Yunan sanatının Helenistik dönemde değişikliğe uğradığına değinmiştim. Bu değişikliği çağın en ünlü heykellerinin bazılarında görüyoruz. Bunlardan birisi, İ.Ö. 170 yılı dolayında, Bergama kentinde dikilen sunak masasıdır. Bu yapıt, Tanrılarla Devler Savaşı'nı betimlemektedir. Şahane bir yapıttır ama, onda bir önceki Yunan heykel sanatının uyum ve inceliğini aramak boşunadır. Sanatçının güçlü, dramatik etkiler elde etmek istediği belli oluyor. Yengin çıkan tanrılar hantal devleri eziyor. Devlerin bakışları cançekişme işkencesini dile getiriyor. Sahne devinim dolu ve kıvrımlamanın uçuşumu içinde.

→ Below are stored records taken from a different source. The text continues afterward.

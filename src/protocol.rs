//! JSON-RPC wire types.
//!
//! The daemon speaks bitcoind-style JSON-RPC over HTTP POST:
//!
//! ```text
//! --> {"jsonrpc":"1.0","id":7,"method":"getblockhash","params":[1000]}
//! <-- {"result":"00000000a1...","error":null,"id":7}
//! ```
//!
//! Responses to void methods carry `"result": null` with `"error": null`,
//! so a null result is only an error when the `error` member is set.

use serde::{Deserialize, Serialize};
use serde_json::{Map, Value};

use crate::error::{Error, Result};

/// Protocol version string sent with every request.
pub const JSONRPC_VERSION: &str = "1.0";

/// Request parameters.
///
/// The wire format carries either a positional array or a single
/// named-parameters object.
#[derive(Debug, Clone, PartialEq, Serialize)]
#[serde(untagged)]
pub enum Params {
    Positional(Vec<Value>),
    Named(Map<String, Value>),
}

impl Params {
    /// An empty positional list.
    pub fn none() -> Self {
        Params::Positional(Vec::new())
    }

    pub fn is_empty(&self) -> bool {
        match self {
            Params::Positional(v) => v.is_empty(),
            Params::Named(m) => m.is_empty(),
        }
    }
}

impl Default for Params {
    fn default() -> Self {
        Params::none()
    }
}

impl From<()> for Params {
    fn from(_: ()) -> Self {
        Params::none()
    }
}

impl From<Vec<Value>> for Params {
    fn from(v: Vec<Value>) -> Self {
        Params::Positional(v)
    }
}

impl From<Map<String, Value>> for Params {
    fn from(m: Map<String, Value>) -> Self {
        Params::Named(m)
    }
}

impl From<Value> for Params {
    fn from(v: Value) -> Self {
        match v {
            Value::Array(items) => Params::Positional(items),
            Value::Object(map) => Params::Named(map),
            other => Params::Positional(vec![other]),
        }
    }
}

/// A single JSON-RPC request.
#[derive(Debug, Clone, Serialize)]
pub struct RpcRequest {
    pub jsonrpc: &'static str,
    pub id: u64,
    pub method: String,
    pub params: Params,
}

impl RpcRequest {
    /// Build a request. The method name is kept exactly as given.
    pub fn new(method: impl Into<String>, params: Params, id: u64) -> Self {
        Self {
            jsonrpc: JSONRPC_VERSION,
            id,
            method: method.into(),
            params,
        }
    }
}

/// Structured error object returned by the daemon.
#[derive(Debug, Clone, PartialEq, Serialize, Deserialize)]
pub struct RpcErrorObject {
    pub code: i64,
    pub message: String,
    #[serde(default, skip_serializing_if = "Option::is_none")]
    pub data: Option<Value>,
}

/// A single JSON-RPC response.
#[derive(Debug, Clone, Deserialize)]
pub struct RpcResponse {
    #[serde(default)]
    pub result: Value,
    #[serde(default)]
    pub error: Option<RpcErrorObject>,
    #[serde(default)]
    pub id: Value,
}

impl RpcResponse {
    /// The numeric response id, if the daemon echoed one.
    pub fn id_u64(&self) -> Option<u64> {
        self.id.as_u64()
    }

    /// Check correlation with `expected_id` and extract the result.
    ///
    /// # Errors
    ///
    /// - `Error::Rpc` when the daemon set the error member
    /// - `Error::Protocol` when both members are set, or the id does not
    ///   match the request
    pub fn into_result(self, expected_id: u64) -> Result<Value> {
        match self.error {
            Some(err) if !self.result.is_null() => Err(Error::Protocol(format!(
                "Response {} carries both result and error ({})",
                expected_id, err.message
            ))),
            Some(err) => {
                // Daemons answer some parse failures with a null id.
                if !self.id.is_null() && self.id.as_u64() != Some(expected_id) {
                    return Err(id_mismatch(expected_id, &self.id));
                }
                Err(err.into())
            }
            None => {
                if self.id.as_u64() != Some(expected_id) {
                    return Err(id_mismatch(expected_id, &self.id));
                }
                Ok(self.result)
            }
        }
    }
}

fn id_mismatch(expected: u64, got: &Value) -> Error {
    Error::Protocol(format!(
        "Response id {} does not match request id {}",
        got, expected
    ))
}
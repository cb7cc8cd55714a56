//! Blocking client variant.

use std::future::Future;
use std::sync::Arc;

use serde::de::DeserializeOwned;
use serde_json::Value;

use super::session::Session;
use crate::config::RpcConfig;
use crate::context::{blocking_strategy, BlockingStrategy, ExecutionMode};
use crate::error::Result;
use crate::protocol::Params;

/// Client for ordinary blocking code.
///
/// Drives the shared request core on the session's current-thread runtime,
/// which only runs while a call is in progress. No threads are spawned.
/// Cloning is cheap; clones and other blocking clients built on the same
/// session share its connection and runtime.
///
/// # Example
///
/// ```ignore
/// use evrmore_rpc::{BlockingClient, RpcConfig};
///
/// let client = BlockingClient::new(RpcConfig::builder().resolve()?)?;
/// println!("height {}", client.getblockcount()?);
/// client.close();
/// ```
#[derive(Debug, Clone)]
pub struct BlockingClient {
    session: Arc<Session>,
}

impl BlockingClient {
    /// Create a client with its own session.
    ///
    /// # Errors
    ///
    /// Returns `Error::Configuration` if `config` has no credentials, or
    /// `Error::Io` if the runtime cannot be built.
    pub fn new(config: RpcConfig) -> Result<Self> {
        Self::from_session(Session::shared(config)?)
    }

    /// Wrap an existing session.
    ///
    /// # Errors
    ///
    /// Returns `Error::Io` if the session's runtime cannot be built.
    pub fn from_session(session: Arc<Session>) -> Result<Self> {
        session.blocking_runtime()?;
        Ok(Self { session })
    }

    pub fn session(&self) -> &Arc<Session> {
        &self.session
    }

    /// Invoke any RPC method by name, blocking until the response arrives.
    ///
    /// # Errors
    ///
    /// Same as [`AsyncClient::call`](super::AsyncClient::call), plus
    /// `Error::Context` when called from inside a current-thread runtime.
    pub fn call(&self, method: &str, params: impl Into<Params>) -> Result<Value> {
        self.session.claim(ExecutionMode::Blocking)?;
        let params = params.into();
        self.block_on(self.session.call(method, params))?
    }

    /// Invoke a method and decode its result into `T`.
    pub fn call_as<T: DeserializeOwned>(&self, method: &str, params: impl Into<Params>) -> Result<T> {
        let value = self.call(method, params)?;
        Ok(serde_json::from_value(value)?)
    }

    /// Send several calls in one batch. Results keep the order of `calls`.
    pub fn call_batch<I, M, P>(&self, calls: I) -> Result<Vec<Result<Value>>>
    where
        I: IntoIterator<Item = (M, P)>,
        M: Into<String>,
        P: Into<Params>,
    {
        self.session.claim(ExecutionMode::Blocking)?;
        let calls = calls
            .into_iter()
            .map(|(m, p)| (m.into(), p.into()))
            .collect();
        self.block_on(self.session.call_batch(calls))?
    }

    /// Release the session's connection. Safe to call repeatedly and from
    /// any context.
    pub fn close(&self) {
        let closed = match blocking_strategy() {
            Ok(_) => self.block_on(self.session.close()).is_ok(),
            Err(_) => false,
        };
        if !closed {
            self.session.transport().close_now();
        }
    }

    fn block_on<F: Future>(&self, future: F) -> Result<F::Output> {
        let runtime = self.session.blocking_runtime()?;

        match blocking_strategy()? {
            BlockingStrategy::Direct => Ok(runtime.block_on(future)),
            BlockingStrategy::BlockInPlace => {
                Ok(tokio::task::block_in_place(|| runtime.block_on(future)))
            }
        }
    }
}
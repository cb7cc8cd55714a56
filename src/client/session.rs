//! Shared request/response core.
//!
//! A [`Session`] owns the transport, the request id counter and the mode
//! cell. Both client variants dispatch through it. A session used from
//! blocking code also owns the current-thread runtime that drives its
//! connection, so every blocking client on the session shares one reactor.

use std::collections::HashMap;
use std::sync::atomic::{AtomicU64, Ordering};
use std::sync::{Arc, Mutex, OnceLock};

use serde_json::Value;
use tokio::runtime::{Builder, Handle, Runtime};
use tracing::{debug, info};

use crate::config::{read_cookie_async, RpcConfig};
use crate::context::{ExecutionMode, ModeCell};
use crate::error::{Error, Result};
use crate::protocol::{Params, RpcRequest, RpcResponse};
use crate::transport::HttpTransport;

/// One long-lived client session.
#[derive(Debug)]
pub struct Session {
    transport: HttpTransport,
    /// Monotonically increasing request ID counter.
    next_id: AtomicU64,
    mode: ModeCell,
    /// Runtime for blocking callers, built on first use.
    runtime: OnceLock<Runtime>,
    runtime_init: Mutex<()>,
}

impl Session {
    /// Create a session. No connection is opened until the first call.
    ///
    /// # Errors
    ///
    /// Returns `Error::Configuration` if the config has no credentials.
    pub fn new(config: RpcConfig) -> Result<Self> {
        if config.credentials.is_none() {
            return Err(Error::Configuration(
                "No RPC credentials available: set rpcuser/rpcpassword, EVR_RPC_USER/EVR_RPC_PASSWORD, or run the daemon with a cookie file"
                    .to_string(),
            ));
        }

        Ok(Self {
            transport: HttpTransport::new(&config)?,
            next_id: AtomicU64::new(1),
            mode: ModeCell::new(),
            runtime: OnceLock::new(),
            runtime_init: Mutex::new(()),
        })
    }

    /// Create a session behind an `Arc`, ready to hand to a client variant.
    pub fn shared(config: RpcConfig) -> Result<Arc<Self>> {
        Self::new(config).map(Arc::new)
    }

    pub fn transport(&self) -> &HttpTransport {
        &self.transport
    }

    /// The execution mode, once the first call has fixed it.
    pub fn mode(&self) -> Option<ExecutionMode> {
        self.mode.get()
    }

    pub(crate) fn claim(&self, mode: ExecutionMode) -> Result<ExecutionMode> {
        self.mode.claim(mode)
    }

    /// The runtime blocking clients drive this session on.
    ///
    /// # Errors
    ///
    /// Returns `Error::Io` if the runtime cannot be built.
    pub(crate) fn blocking_runtime(&self) -> Result<&Runtime> {
        if let Some(runtime) = self.runtime.get() {
            return Ok(runtime);
        }

        let _guard = match self.runtime_init.lock() {
            Ok(guard) => guard,
            Err(poisoned) => poisoned.into_inner(),
        };
        if let Some(runtime) = self.runtime.get() {
            return Ok(runtime);
        }
        let runtime = Builder::new_current_thread().enable_all().build()?;
        Ok(self.runtime.get_or_init(|| runtime))
    }

    fn next_id(&self) -> u64 {
        self.next_id.fetch_add(1, Ordering::Relaxed)
    }

    /// Invoke `method` with `params`. The method name is sent verbatim.
    pub(crate) async fn call(&self, method: &str, params: Params) -> Result<Value> {
        let id = self.next_id();
        let request = RpcRequest::new(method, params, id);
        debug!(method, id, "RPC call");

        let body = self.send(&request).await?;
        let response: RpcResponse = serde_json::from_value(body)
            .map_err(|e| Error::Protocol(format!("Failed to parse response: {}", e)))?;

        response.into_result(id)
    }

    /// Send several calls as one JSON-RPC batch.
    ///
    /// Results come back in the order of `calls`; responses are matched by
    /// id, whatever order the daemon returns them in. Each entry carries its
    /// own RPC error, if any.
    pub(crate) async fn call_batch(
        &self,
        calls: Vec<(String, Params)>,
    ) -> Result<Vec<Result<Value>>> {
        if calls.is_empty() {
            return Ok(Vec::new());
        }

        let requests: Vec<RpcRequest> = calls
            .into_iter()
            .map(|(method, params)| RpcRequest::new(method, params, self.next_id()))
            .collect();
        debug!(count = requests.len(), "RPC batch");

        let body = self.send(&requests).await?;
        if !body.is_array() {
            // A whole-batch rejection comes back as a single response.
            let single: RpcResponse = serde_json::from_value(body)
                .map_err(|e| Error::Protocol(format!("Failed to parse batch response: {}", e)))?;
            return match single.error {
                Some(err) => Err(err.into()),
                None => Err(Error::Protocol(
                    "Batch request answered with a single result".to_string(),
                )),
            };
        }
        let responses: Vec<RpcResponse> = serde_json::from_value(body)
            .map_err(|e| Error::Protocol(format!("Failed to parse batch response: {}", e)))?;

        let mut by_id: HashMap<u64, RpcResponse> = HashMap::with_capacity(responses.len());
        for response in responses {
            match response.id_u64() {
                Some(id) => {
                    by_id.insert(id, response);
                }
                None => debug!("Dropping batch response without a numeric id"),
            }
        }

        Ok(requests
            .iter()
            .map(|req| match by_id.remove(&req.id) {
                Some(response) => response.into_result(req.id),
                None => Err(Error::Protocol(format!(
                    "No response for request id {} ({})",
                    req.id, req.method
                ))),
            })
            .collect())
    }

    /// Send through the transport, refreshing cookie credentials once if
    /// the daemon rejects them.
    async fn send<T: serde::Serialize + ?Sized>(&self, body: &T) -> Result<Value> {
        match self.transport.send(body).await {
            Err(Error::Authentication { status }) => {
                if self.refresh_cookie().await? {
                    self.transport.send(body).await
                } else {
                    Err(Error::Authentication { status })
                }
            }
            other => other,
        }
    }

    /// Re-read the cookie file. Returns whether the secret changed.
    async fn refresh_cookie(&self) -> Result<bool> {
        let Some(current) = self.transport.credentials() else {
            return Ok(false);
        };
        let Some(path) = current.cookie_path() else {
            return Ok(false);
        };

        match read_cookie_async(path).await? {
            Some(fresh) if fresh.password != current.password => {
                info!("Cookie file {} changed, retrying with new secret", path.display());
                self.transport.set_credentials(fresh);
                Ok(true)
            }
            _ => Ok(false),
        }
    }

    /// Release the connection. Idempotent.
    pub async fn close(&self) {
        self.transport.close().await;
    }
}

impl Drop for Session {
    fn drop(&mut self) {
        // The connection task lives on the runtime, so drop it first.
        self.transport.close_now();
        if let Some(runtime) = self.runtime.take() {
            // Dropping a runtime inside another runtime panics.
            if Handle::try_current().is_ok() {
                runtime.shutdown_background();
            }
        }
    }
}

#[cfg(test)]
mod tests {
    use super::*;
    use crate::config::{CredentialSource, Credentials};

    #[test]
    fn test_session_requires_credentials() {
        let mut config = RpcConfig::new("http://127.0.0.1:8819", "u", "p").unwrap();
        config.credentials = None;
        assert!(matches!(Session::new(config), Err(Error::Configuration(_))));
    }

    #[test]
    fn test_request_ids_increase() {
        let config = RpcConfig::new("http://127.0.0.1:8819", "u", "p").unwrap();
        let session = Session::new(config).unwrap();
        let first = session.next_id();
        let second = session.next_id();
        assert_eq!(first, 1);
        assert_eq!(second, 2);
    }

    #[tokio::test]
    async fn test_refresh_cookie_detects_new_secret() {
        let dir = tempfile::tempdir().unwrap();
        let path = dir.path().join(".cookie");
        std::fs::write(&path, "__cookie__:old").unwrap();

        let mut config = RpcConfig::new("http://127.0.0.1:8819", "u", "p").unwrap();
        config.credentials = Some(Credentials::new(
            "__cookie__",
            "old",
            CredentialSource::Cookie(path.clone()),
        ));
        let session = Session::new(config).unwrap();

        assert!(!session.refresh_cookie().await.unwrap());

        std::fs::write(&path, "__cookie__:new").unwrap();
        assert!(session.refresh_cookie().await.unwrap());
        assert_eq!(session.transport().credentials().unwrap().password, "new");
    }

    #[tokio::test]
    async fn test_refresh_ignores_non_cookie_credentials() {
        let config = RpcConfig::new("http://127.0.0.1:8819", "u", "p").unwrap();
        let session = Session::new(config).unwrap();
        assert!(!session.refresh_cookie().await.unwrap());
    }

    #[test]
    fn test_blocking_runtime_is_built_once() {
        let config = RpcConfig::new("http://127.0.0.1:8819", "u", "p").unwrap();
        let session = Session::new(config).unwrap();
        let first = session.blocking_runtime().unwrap() as *const Runtime;
        let second = session.blocking_runtime().unwrap() as *const Runtime;
        assert_eq!(first, second);
    }
}
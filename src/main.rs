//! evrmore-rpc - command-line front end for the Evrmore RPC client.
//!
//! ```text
//! evrmore-rpc call getblockhash 1000
//! evrmore-rpc --testnet config
//! evrmore-rpc stress --calls 500 --concurrency 20
//! evrmore-rpc watch --topic hashblock --resolve
//! ```

use std::path::PathBuf;
use std::time::{Duration, Instant};

use anyhow::{Context, Result};
use clap::{Parser, Subcommand};
use futures::stream::{self, StreamExt};
use serde_json::Value;
use tracing_subscriber::{layer::SubscriberExt, util::SubscriberInitExt};

use evrmore_rpc::notify::{Decoder, Notification, Subscriber, Topic};
use evrmore_rpc::{AsyncClient, BlockingClient, RpcConfig};

#[derive(Debug, Parser)]
#[command(name = "evrmore-rpc", version, about = "Query an Evrmore daemon over JSON-RPC")]
struct Cli {
    /// Full RPC endpoint URL (overrides host/port)
    #[arg(long, global = true)]
    url: Option<String>,

    #[arg(long, global = true)]
    user: Option<String>,

    #[arg(long, global = true)]
    password: Option<String>,

    #[arg(long, global = true)]
    host: Option<String>,

    #[arg(long, global = true)]
    port: Option<u16>,

    /// Use testnet defaults
    #[arg(long, global = true)]
    testnet: bool,

    /// Data directory holding evrmore.conf and .cookie
    #[arg(long, global = true)]
    datadir: Option<PathBuf>,

    /// Config file path (defaults to <datadir>/evrmore.conf)
    #[arg(long, global = true)]
    conf: Option<PathBuf>,

    /// Per-request timeout in seconds
    #[arg(long, global = true, default_value_t = 30)]
    timeout: u64,

    #[command(subcommand)]
    command: Command,
}

#[derive(Debug, Subcommand)]
enum Command {
    /// Call an RPC method. Parameters are parsed as JSON, falling back to strings.
    Call {
        method: String,
        params: Vec<String>,
    },
    /// Show the resolved endpoint and credential source
    Config,
    /// Issue many concurrent calls over one session and report latency
    Stress {
        #[arg(long, default_value_t = 100)]
        calls: usize,
        #[arg(long, default_value_t = 10)]
        concurrency: usize,
        #[arg(long, default_value = "getblockcount")]
        method: String,
    },
    /// Print ZMQ notifications until interrupted
    Watch {
        /// Topics to follow (defaults to every topic with a zmqpub endpoint)
        #[arg(long = "topic")]
        topics: Vec<String>,
        /// Endpoint to use instead of the one from evrmore.conf
        #[arg(long)]
        endpoint: Option<String>,
        /// Look blocks and transactions up through RPC
        #[arg(long)]
        resolve: bool,
    },
}

impl Cli {
    fn resolve_config(&self) -> Result<RpcConfig> {
        let mut builder = RpcConfig::builder().request_timeout(Duration::from_secs(self.timeout));
        if let Some(url) = &self.url {
            builder = builder.url(url);
        }
        if let Some(user) = &self.user {
            builder = builder.user(user);
        }
        if let Some(password) = &self.password {
            builder = builder.password(password);
        }
        if let Some(host) = &self.host {
            builder = builder.host(host);
        }
        if let Some(port) = self.port {
            builder = builder.port(port);
        }
        if self.testnet {
            builder = builder.testnet(true);
        }
        if let Some(datadir) = &self.datadir {
            builder = builder.datadir(datadir);
        }
        if let Some(conf) = &self.conf {
            builder = builder.conf_path(conf);
        }
        builder.resolve().context("Failed to resolve RPC configuration")
    }
}

fn main() -> Result<()> {
    tracing_subscriber::registry()
        .with(tracing_subscriber::EnvFilter::new(
            std::env::var("RUST_LOG").unwrap_or_else(|_| "evrmore_rpc=info".into()),
        ))
        .with(tracing_subscriber::fmt::layer().with_target(false).with_writer(std::io::stderr))
        .init();

    let cli = Cli::parse();
    let config = cli.resolve_config()?;

    match cli.command {
        Command::Call { method, params } => run_call(config, &method, &params),
        Command::Config => {
            print_config(&config);
            Ok(())
        }
        Command::Stress {
            calls,
            concurrency,
            method,
        } => run_stress(config, calls, concurrency.max(1), &method),
        Command::Watch {
            topics,
            endpoint,
            resolve,
        } => run_watch(config, &topics, endpoint, resolve),
    }
}

fn parse_param(raw: &str) -> Value {
    serde_json::from_str(raw).unwrap_or_else(|_| Value::String(raw.to_string()))
}

fn run_call(config: RpcConfig, method: &str, params: &[String]) -> Result<()> {
    let client = BlockingClient::new(config)?;
    let params: Vec<Value> = params.iter().map(|p| parse_param(p)).collect();

    let result = client.call(method, params);
    client.close();

    match result? {
        Value::String(s) => println!("{}", s),
        Value::Null => {}
        other => println!("{}", serde_json::to_string_pretty(&other)?),
    }
    Ok(())
}

fn print_config(config: &RpcConfig) {
    println!("Endpoint: {}", config.url);
    println!("Network:  {:?}", config.network);
    match &config.credentials {
        Some(creds) => {
            println!("Credentials from {:?}", creds.source);
            println!("  user:     {}", creds.username);
            println!("  password: {}", creds.masked_password());
        }
        None => println!("No authentication method available"),
    }
    for (topic, endpoint) in &config.zmq_endpoints {
        println!("ZMQ {}: {}", topic, endpoint);
    }
}

fn run_stress(config: RpcConfig, calls: usize, concurrency: usize, method: &str) -> Result<()> {
    let runtime = tokio::runtime::Runtime::new()?;
    runtime.block_on(async {
        let client = AsyncClient::new(config)?;
        let started = Instant::now();

        let outcomes: Vec<evrmore_rpc::Result<Duration>> = stream::iter(0..calls)
            .map(|_| {
                let client = client.clone();
                async move {
                    let t0 = Instant::now();
                    client.call(method, ()).await.map(|_| t0.elapsed())
                }
            })
            .buffer_unordered(concurrency)
            .collect()
            .await;

        let elapsed = started.elapsed();
        let mut latencies: Vec<Duration> = Vec::with_capacity(outcomes.len());
        let mut failures = 0usize;
        for outcome in outcomes {
            match outcome {
                Ok(latency) => latencies.push(latency),
                Err(e) => {
                    failures += 1;
                    tracing::warn!("Call failed: {}", e);
                }
            }
        }

        println!("Method:       {}", method);
        println!("Calls:        {} ok, {} failed", latencies.len(), failures);
        println!("Elapsed:      {:.2?}", elapsed);
        if !latencies.is_empty() {
            let total: Duration = latencies.iter().sum();
            let min = latencies.iter().min().copied().unwrap_or_default();
            let max = latencies.iter().max().copied().unwrap_or_default();
            println!(
                "Throughput:   {:.1} calls/s",
                latencies.len() as f64 / elapsed.as_secs_f64().max(f64::EPSILON)
            );
            println!(
                "Latency:      min {:.2?} / avg {:.2?} / max {:.2?}",
                min,
                total / latencies.len() as u32,
                max
            );
        }
        println!(
            "Connections:  {}",
            client.session().transport().connections_opened()
        );

        client.close().await;
        anyhow::Ok(())
    })
}

#[cfg(test)]
mod tests {
    use super::*;

    #[test]
    fn test_parse_param() {
        assert_eq!(parse_param("1000"), Value::from(1000));
        assert_eq!(parse_param("true"), Value::Bool(true));
        assert_eq!(parse_param("[\"a\"]"), serde_json::json!(["a"]));
        assert_eq!(parse_param("0000abcd"), Value::String("0000abcd".into()));
    }

    #[test]
    fn test_cli_parses_call() {
        let cli = Cli::parse_from(["evrmore-rpc", "--testnet", "call", "getblockhash", "1000"]);
        assert!(cli.testnet);
        match cli.command {
            Command::Call { method, params } => {
                assert_eq!(method, "getblockhash");
                assert_eq!(params, vec!["1000".to_string()]);
            }
            other => panic!("Expected Call, got {:?}", other),
        }
    }
}

fn run_watch(
    config: RpcConfig,
    topics: &[String],
    endpoint: Option<String>,
    resolve: bool,
) -> Result<()> {
    let topics: Vec<Topic> = if topics.is_empty() {
        config
            .zmq_endpoints
            .keys()
            .filter_map(|t| t.parse().ok())
            .collect()
    } else {
        topics
            .iter()
            .map(|t| t.parse())
            .collect::<std::result::Result<_, _>>()?
    };
    let first = topics.first().context("No topics to watch")?;

    let endpoint = match endpoint {
        Some(endpoint) => endpoint,
        None => config
            .zmq_endpoints
            .get(first.as_str())
            .cloned()
            .with_context(|| format!("No zmqpub{} endpoint configured", first))?,
    };

    let runtime = tokio::runtime::Runtime::new()?;
    runtime.block_on(async {
        let client = AsyncClient::new(config)?;
        let decoder = if resolve {
            Decoder::new(client.clone())
        } else {
            Decoder::local(client.clone())
        };

        let mut subscriber = Subscriber::new(endpoint, decoder);
        for topic in &topics {
            subscriber.on(*topic, print_notification);
        }
        subscriber.start().await?;

        tokio::signal::ctrl_c().await?;
        subscriber.stop().await;
        client.close().await;
        Ok(())
    })
}

fn print_notification(notification: Notification) {
    match notification {
        Notification::BlockHash { hash, sequence } => println!("[{}] block {}", sequence, hash),
        Notification::TxHash { txid, sequence } => println!("[{}] tx {}", sequence, txid),
        Notification::RawBlock { hex, sequence } => {
            println!("[{}] raw block ({} bytes)", sequence, hex.len() / 2)
        }
        Notification::RawTx { hex, sequence } => println!("[{}] raw tx {}", sequence, hex),
        Notification::Sequence {
            hash,
            label,
            sequence,
        } => println!("[{}] sequence {} {}", sequence, label, hash),
        Notification::Block {
            hash,
            height,
            sequence,
            ..
        } => println!("[{}] block {} at height {:?}", sequence, hash, height),
        Notification::Tx {
            txid,
            assets,
            sequence,
            ..
        } => {
            println!("[{}] tx {}", sequence, txid);
            for asset in assets {
                println!("    {} {} ({})", asset.amount, asset.name, asset.kind);
            }
        }
    }
}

Etkinin daha çarpıcı kılınmak istenmesi yüzünden, burada söz konusu olan, artık, duvardan pek az dışarıya çıkan bir alçak kabartma değildir. Tersine, savaşırken sanki sunak masasının eşiğinden taşarmış, sanki bulundukları yeri umursamıyormuş gibi görünen üç boyutlu figürlerle dolu bir yüksek kabartmayla karşı karşıyayız. Helenistik sanat çarpıcı ve yırtıcı yapıtlardan hoşlanıyordu. Amacı etkilemekti. Bunu da başarıyordu.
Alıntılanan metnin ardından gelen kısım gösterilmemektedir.